Instructions for the task: Could you copy each line of the listing that holds "tofficial"?

Data to use:
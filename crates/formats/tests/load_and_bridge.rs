use pretty_assertions::assert_eq;
use remap_formats::{detect_format, Format, ProguardLoader, TinyV1Loader, TinyV2Loader};
use remap_mappings::bridge;

const TINY_V1_SOURCE: &str = "\
v1\tofficial\tintermediary
CLASS\ta\tnet/mod/Engine
FIELD\ta\tI\tb\tfield_1
METHOD\ta\t(La;)V\tc\tmethod_1
";

const TINY_V2_SOURCE: &str = "\
tiny\t2\t0\tintermediary\tnamed
c\tnet/mod/Engine\tcom/example/Engine
\tf\tI\tfield_1\tspeed
\tm\t(Lnet/mod/Engine;)V\tmethod_1\tupdate
";

#[test]
fn bridging_two_loaded_formats_skips_the_intermediary() {
    let official_to_intermediary = TinyV1Loader::new("official", "intermediary")
        .parse_str(TINY_V1_SOURCE)
        .unwrap();
    let intermediary_to_named = TinyV2Loader::new("intermediary", "named")
        .parse_str(TINY_V2_SOURCE)
        .unwrap()
        .mappings;

    let direct = bridge(&official_to_intermediary, &intermediary_to_named);

    // consumers go straight from official to named, keyed by official
    assert_eq!(direct.map_class("a"), "com/example/Engine");
    assert_eq!(direct.map_field("a", "b", Some("I")), "speed");
    assert_eq!(direct.map_method("a", "c", "(La;)V"), "update");
}

#[test]
fn reversing_a_proguard_mapping_deobfuscates() {
    let source = "\
com.example.Engine -> a:
    int speed -> b
    void update(com.example.Engine) -> c
";
    let mut named_to_obf = ProguardLoader::new().parse_str(source).unwrap();
    let obf_to_named = named_to_obf.reverse();

    assert_eq!(obf_to_named.map_class("a"), "com/example/Engine");
    assert_eq!(obf_to_named.map_field("a", "b", Some("I")), "speed");
    assert_eq!(obf_to_named.map_method("a", "c", "(La;)V"), "update");
}

#[test]
fn detection_classifies_all_shipped_sources() {
    assert_eq!(detect_format(TINY_V1_SOURCE.lines()), Some(Format::TinyV1));
    assert_eq!(detect_format(TINY_V2_SOURCE.lines()), Some(Format::TinyV2));
    assert_eq!(
        detect_format("com.example.Engine -> a:".lines()),
        Some(Format::Proguard)
    );
    assert_eq!(
        detect_format("a/Engine x/Engine".lines()),
        Some(Format::TsrgV1)
    );
}

#[test]
fn tiny_v2_metadata_serializes() {
    let source = "\
tiny\t2\t0\tofficial\tnamed
c\ta\tcom/example/Engine
\tc\tThe main engine class.
";
    let doc = TinyV2Loader::new("official", "named")
        .with_metadata(true)
        .parse_str(source)
        .unwrap();
    let metadata = doc.metadata.unwrap();

    let json = serde_json::to_string(&metadata).unwrap();
    let back: remap_formats::TinyV2Metadata = serde_json::from_str(&json).unwrap();
    assert_eq!(metadata, back);
}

Exercise result:
v1\tofficial\tintermediary
tiny\t2\t0\tofficial\tnamed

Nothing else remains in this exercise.